Zwangsverhaltensweisen haben aber sehr oft auch Züge eines Aberglaubens, der sich zum Beispiel in der besonderen und immer gleichen Anzahl von gleichen Handlungen manifestiert. Abergläubische Rituale sind dabei zumeist frei vom Verdacht, krankhaft zu sein, und im übrigen und/oder gerade deshalb besteht eine volle gesellschaftliche Akzeptanz, die obendrein aus der allgemeinen Verbreitung resultiert.

Was aber ist Aberglaube? Die These, daß der, der nicht glaubt, abergläubisch ist, wird nicht widerlegt, gleichwohl doch zumindest relativiert dadurch, daß jeder auch gläubige Menschen kennt, die ebenfalls auf Holz klopfen oder ähnliche Eigenheiten pflegen. Wahrscheinlich gehört dieses Phänomen aber lediglich unter das Motto, daß doppelt gemoppelt besser hält. Und in gewisser Weise ist es wahrlich eine Doppelgläubigkeit.
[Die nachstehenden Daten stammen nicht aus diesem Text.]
use std::cmp::Ordering;
use std::collections::BinaryHeap;

use rustc_hash::FxHashSet;

use crate::geometry::METERS_PER_DEGREE;
use crate::model::{Coordinate, GraphId};

/// Hierarchy level the correlation search runs on.
pub const CORRELATION_LEVEL: u8 = 2;

/// Spatial bins per tile.
pub const BIN_COUNT: usize = 25;

/// The world grid of graph tiles: [-180, 180] x [-90, 90] split into square
/// tiles, each tile subdivided into a fixed raster of spatial bins. Tiles are
/// indexed row-major from the south-west corner; so are the bins of a tile.
///
/// The tiling is purely geometric, it never reads tile contents.
#[derive(Debug, Clone, Copy)]
pub struct Tiling {
    tile_size: f64,
    bin_dim: i64,
}

impl Default for Tiling {
    fn default() -> Self {
        Self {
            tile_size: 0.25,
            bin_dim: 5,
        }
    }
}

impl Tiling {
    fn bin_size(&self) -> f64 {
        self.tile_size / self.bin_dim as f64
    }

    fn bin_cols(&self) -> i64 {
        (360.0 / self.bin_size()).round() as i64
    }

    fn bin_rows(&self) -> i64 {
        (180.0 / self.bin_size()).round() as i64
    }

    fn tile_cols(&self) -> i64 {
        (360.0 / self.tile_size).round() as i64
    }

    /// Global bin lattice cell containing the point, clamped to the grid.
    fn bin_cell(&self, p: Coordinate) -> (i64, i64) {
        let col = ((p.lon + 180.0) / self.bin_size()).floor() as i64;
        let row = ((p.lat + 90.0) / self.bin_size()).floor() as i64;
        (col.clamp(0, self.bin_cols() - 1), row.clamp(0, self.bin_rows() - 1))
    }

    fn cell_id(&self, col: i64, row: i64) -> (GraphId, u8) {
        let tile = (row / self.bin_dim) * self.tile_cols() + (col / self.bin_dim);
        let bin = ((row % self.bin_dim) * self.bin_dim + (col % self.bin_dim)) as u8;
        (GraphId::new(CORRELATION_LEVEL, tile as u32, 0), bin)
    }

    /// Id of the tile containing the point.
    pub fn tile_of(&self, p: Coordinate) -> GraphId {
        self.bin_of(p).0
    }

    /// Tile id and in-tile bin index of the bin containing the point.
    pub fn bin_of(&self, p: Coordinate) -> (GraphId, u8) {
        let (col, row) = self.bin_cell(p);
        self.cell_id(col, row)
    }

    /// Step between shape sample points that guarantees no bin is skipped.
    pub(crate) fn bin_sample_step(&self) -> f64 {
        self.bin_size() / 4.0
    }

    /// Minimum possible planar distance in meters from the origin to any
    /// geometry inside the cell. Columns may lie outside the grid when the
    /// expansion has wrapped past the antimeridian; the unwrapped rectangle
    /// keeps the measure continuous there.
    fn cell_distance(&self, origin: Coordinate, meters_per_lon_degree: f64, col: i64, row: i64) -> f64 {
        let bin_size = self.bin_size();
        let min_lon = col as f64 * bin_size - 180.0;
        let min_lat = row as f64 * bin_size - 90.0;
        let dlon = (min_lon - origin.lon).max(origin.lon - (min_lon + bin_size)).max(0.0);
        let dlat = (min_lat - origin.lat).max(origin.lat - (min_lat + bin_size)).max(0.0);
        let dx = dlon * meters_per_lon_degree;
        let dy = dlat * METERS_PER_DEGREE;
        (dx * dx + dy * dy).sqrt()
    }

    /// Lazy best-first enumeration of bins by their minimum possible distance
    /// to the origin. The yielded distances are non-decreasing, which is what
    /// allows a consumer to stop as soon as the lower bound exceeds its best
    /// known result.
    pub fn closest_bins(&self, origin: Coordinate) -> ClosestBins {
        let meters_per_lon_degree = origin.lat.to_radians().cos() * METERS_PER_DEGREE;
        let (col, row) = self.bin_cell(origin);

        let mut bins = ClosestBins {
            tiling: *self,
            origin,
            meters_per_lon_degree,
            heap: BinaryHeap::new(),
            visited: FxHashSet::default(),
        };
        bins.push(col, row);
        bins
    }
}

#[derive(Debug, Clone, Copy)]
struct BinElement {
    distance: f64,
    col: i64,
    row: i64,
}

// The priority queue depends on the implementation of the Ord trait.
// By default std::BinaryHeap is a max heap.
// Explicitly implement the trait so the queue becomes a min heap.
impl Ord for BinElement {
    fn cmp(&self, other: &Self) -> Ordering {
        other
            .distance
            .total_cmp(&self.distance)
            // breaking ties in a deterministic way
            .then_with(|| other.row.cmp(&self.row))
            .then_with(|| other.col.cmp(&self.col))
    }
}

impl PartialOrd for BinElement {
    fn partial_cmp(&self, other: &Self) -> Option<Ordering> {
        Some(self.cmp(other))
    }
}

impl PartialEq for BinElement {
    fn eq(&self, other: &Self) -> bool {
        self.cmp(other) == Ordering::Equal
    }
}

impl Eq for BinElement {}

/// Iterator over (tile id, bin index, lower bound distance) tuples in
/// non-decreasing distance order, expanding outwards from the origin bin
/// until the whole grid is exhausted.
#[derive(Debug)]
pub struct ClosestBins {
    tiling: Tiling,
    origin: Coordinate,
    meters_per_lon_degree: f64,
    heap: BinaryHeap<BinElement>,
    visited: FxHashSet<(i64, i64)>,
}

impl ClosestBins {
    fn push(&mut self, col: i64, row: i64) {
        if row < 0 || row >= self.tiling.bin_rows() {
            return;
        }
        let key = (col.rem_euclid(self.tiling.bin_cols()), row);
        if !self.visited.insert(key) {
            return;
        }
        let distance = self
            .tiling
            .cell_distance(self.origin, self.meters_per_lon_degree, col, row);
        self.heap.push(BinElement { distance, col, row });
    }
}

impl Iterator for ClosestBins {
    type Item = (GraphId, u8, f64);

    fn next(&mut self) -> Option<Self::Item> {
        let BinElement { distance, col, row } = self.heap.pop()?;

        for dc in -1..=1 {
            for dr in -1..=1 {
                if dc != 0 || dr != 0 {
                    self.push(col + dc, row + dr);
                }
            }
        }

        let wrapped = col.rem_euclid(self.tiling.bin_cols());
        let (tile, bin) = self.tiling.cell_id(wrapped, row);
        Some((tile, bin, distance))
    }
}

#[cfg(test)]
mod tests {
    use test_log::test;

    use super::*;

    #[test]
    fn origin_bin_comes_first_at_distance_zero_001() {
        let tiling = Tiling::default();
        let origin = Coordinate::new(13.46112, 52.51711);

        let (tile, bin, distance) = tiling.closest_bins(origin).next().unwrap();
        assert_eq!((tile, bin), tiling.bin_of(origin));
        assert_eq!(distance, 0.0);
    }

    #[test]
    fn distances_are_non_decreasing_001() {
        let tiling = Tiling::default();
        let origin = Coordinate::new(0.0005, 0.0001);

        let mut previous = 0.0;
        for (_, _, distance) in tiling.closest_bins(origin).take(500) {
            assert!(distance >= previous, "{distance} < {previous}");
            previous = distance;
        }
    }

    #[test]
    fn bins_are_yielded_once_001() {
        let tiling = Tiling::default();
        let origin = Coordinate::new(-0.1, 51.5);

        let mut seen = FxHashSet::default();
        for (tile, bin, _) in tiling.closest_bins(origin).take(500) {
            assert!(seen.insert((tile, bin)));
        }
    }

    #[test]
    fn bin_of_splits_tiles_into_a_raster_001() {
        let tiling = Tiling::default();

        // (0, 0) sits at the south-west corner of its tile, first bin
        let (tile, bin) = tiling.bin_of(Coordinate::new(0.0, 0.0));
        assert_eq!(tile.level(), CORRELATION_LEVEL);
        assert_eq!(tile.index(), 0, "tile ids carry a zero in-tile index");
        assert_eq!(bin, 0);

        // one bin east, same tile
        let (east_tile, east_bin) = tiling.bin_of(Coordinate::new(0.06, 0.0));
        assert_eq!(east_tile, tile);
        assert_eq!(east_bin, 1);

        // one bin north, same tile, next bin row
        let (north_tile, north_bin) = tiling.bin_of(Coordinate::new(0.0, 0.06));
        assert_eq!(north_tile, tile);
        assert_eq!(north_bin, 5);

        // a full tile east
        let (next_tile, _) = tiling.bin_of(Coordinate::new(0.26, 0.0));
        assert_ne!(next_tile, tile);
    }

    #[test]
    fn expansion_wraps_across_the_antimeridian_001() {
        let tiling = Tiling::default();
        let origin = Coordinate::new(179.99, 0.0);

        // a thousand bins from the east edge must include bins west of -180
        let crossed = tiling
            .closest_bins(origin)
            .take(1000)
            .any(|(tile, _, _)| {
                let tile_col = tile.tile() as i64 % tiling.tile_cols();
                tile_col < tiling.tile_cols() / 4
            });
        assert!(crossed);
    }
}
Deshalb wage ich trotzdem die Behauptung, daß, wer glaubt, nicht mehr abergläubig ist und sein muß, weil es des Aberglaubens nicht mehr bedarf. Gottvertrauen ersetzt die kultischen Handlungen, macht sie überflüssig. Das dreimalige Klopfen auf Holz ist damit nichts anderes als das Gebet eines Gottesgläubigen, in dem er sich Glück, Gesundheit, Erfolg etc. für sich und die seinen erbittet. Das bedeutet, daß Aberglaube nur eine andere Form des Glaubens, eine Übergangsform ist, quasi die Ersatzdroge, und daß die Menschen sich so oder so aus ihrer eigenen tatsächlichen wie intellektuellen Begrenztheit und Hilflosigkeit heraus an eine übergeordnete Macht wenden, an die sie glauben müssen, ansonsten es keinen Sinn ergäbe, sie anzurufen. Es sind nicht verirrte, sondern nur verwirrte Gottgläubige. Das gilt auf jeden Fall für bekennende Agnostiker, eventuell jedoch nicht für Atheisten, dies aber wohl nur dann, wenn letztere aus echter Überzeugung auch keine abergläubischen Rituale pflegen. Der abergläubige Atheist ist demnach insofern gar keiner, denn er leugnet zwar angeblich Gott, pflegt aber Umgang mit der Götze „Aberglaube“, was einander bei konsequenter atheistischer Einstellung ausschließen müßte.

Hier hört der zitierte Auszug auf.